Ada dua hal membuat saya akhirnya menuliskan hal ini lagi.

Pertama, gambar karikatur karya Okke tentang bagaimana dia pernah secara nggak sadar terjebak dalam obrolan yang berbau menjadikan anak sebagai ajang kompetisi.

Awalnya mungkin biasa, hanya diawali dengan pertanyaan "anakmu sudah bisa apa?" Dan kemudian ketika jawaban yang diberikan ternyata kebisaan anak kurang dari kebisaan anak dari penanya, maka akan timbul pertanyaan, yang berujung menyudutkan, seperti "masa' udah usia segitu belum bisa bla bla... Anakku usia segitu udah bisa bla bla bla..."

Entah orang itu sadar atau nggak bahwa ucapan menyudutkan, sampe pengen ngeleletin sambel terasi lombok 100. Hahaha. Tapi hal seperti itu kadang memang gak bisa dihindari, sih. Dan satu hal, mungkin saat ini sudah banyak orang yang anaknya punya DSA yang bisa diajak sharing tentang tumbuh kembang. Bagaimana orang yang nggak bisa membawa anaknya ke DSA, kepuskesmas aja cuman sampe vaksin campak. Kalaupun posyandu paling cuman timbang aja, tentang tumbuh kembang banyak yang belum terjamah.

Saya rasa obrolan tentang, "anak sudah bisa apa?" bisa jadi salah satu tempat untuk cari tau, harusnya anak sudah bisa apa paling nggak diusia seharusnya. Misal sampai 5 bulan anak belum bisa tengkurap, akan jadi warning ketika anak seusianya sudah mulai duduk. Mungkin akan sedikit menyakitkan, ketika orang bilang "kok belum bisa sih... bla bla bla..." Tapi, ya jadikan itu sebagai pengingat saja.

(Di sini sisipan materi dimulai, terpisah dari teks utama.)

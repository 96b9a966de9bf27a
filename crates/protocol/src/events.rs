//! Event-name vocabulary shared by both channels.
//!
//! Request kinds pair with `.completed` / `.error` suffixes; the streaming
//! send additionally emits `.token` frames before its terminal frame.

/// Fire-and-forget metadata request, sent once per metadata-channel open.
pub const DOCUMENT_METADATA: &str = "document.metadata";

pub const CONVERSATION_LIST: &str = "conversation.list";
pub const CONVERSATION_MAIN_CREATE: &str = "conversation.main.create";
pub const CONVERSATION_CHUNK_CREATE: &str = "conversation.chunk.create";
pub const CONVERSATION_CHUNK_LIST: &str = "conversation.chunk.list";
pub const CONVERSATION_MESSAGES_GET: &str = "conversation.messages.get";
pub const CONVERSATION_MESSAGE_SEND: &str = "conversation.message.send";

/// Endpoint path of the document-metadata stream, joined with a document id.
pub const DOCUMENTS_STREAM_PATH: &str = "/documents/stream";
/// Endpoint path of the conversation stream, joined with a document id.
pub const CONVERSATIONS_STREAM_PATH: &str = "/conversations/stream";

/// Success-frame name for a request kind.
pub fn completed(event: &str) -> String {
    format!("{event}.completed")
}

/// Failure-frame name for a request kind. Also the dispatch target for
/// `{type, error}` envelopes redirected on the conversation channel.
pub fn error(event: &str) -> String {
    format!("{event}.error")
}

/// Token-frame name for a streaming request kind.
pub fn token(event: &str) -> String {
    format!("{event}.token")
}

Hal kedua adalah, ketika seorang anak yang usianya dibawah Ziandra 3bulan, artinya usianya 5 tahun desember nanti, tahun depan akan masuk SD. Cukup buat kaget, tapi ya sudah mungkin memang anak tersebut mampu.

Tapi saya makin kaget, ketika untuk masuk SD anak tersebut harus ikut tes menghadapi 4 guru yang masing-masing menguji tentang agama, calistung, hafalan, dan entah satunya apa lupa. Alhamdulillah anak itu lulus, tapi saya agak miris ketika ibunya bilang kalo itu semua mau ayahnya. Sebelum tes masuk itu anak jadi diforsir untuk belajar ngaji, baca, tulis, hitung. Ya, berarti belajar dalam tekanan.

Saya tanya, kenapa seperti itu?

Jawabannya bikin saya tambah syok. Karena Ziandra kalo tes pasti bisa larena Ziandra sudah bisa semua.

Laaaah, kenapa jadi Ziandra. Ternyata apa yang Ziandra bisa, tuh anak harus bisa. Sedangkan cara belajarnya beda. Ini yang bikin saya sedih. Sejak itu saya dan suami memutuskan, untuk nggak menceritakan perkembangan Ziandra. Mencegah terjadinya kompetisi seperti itu.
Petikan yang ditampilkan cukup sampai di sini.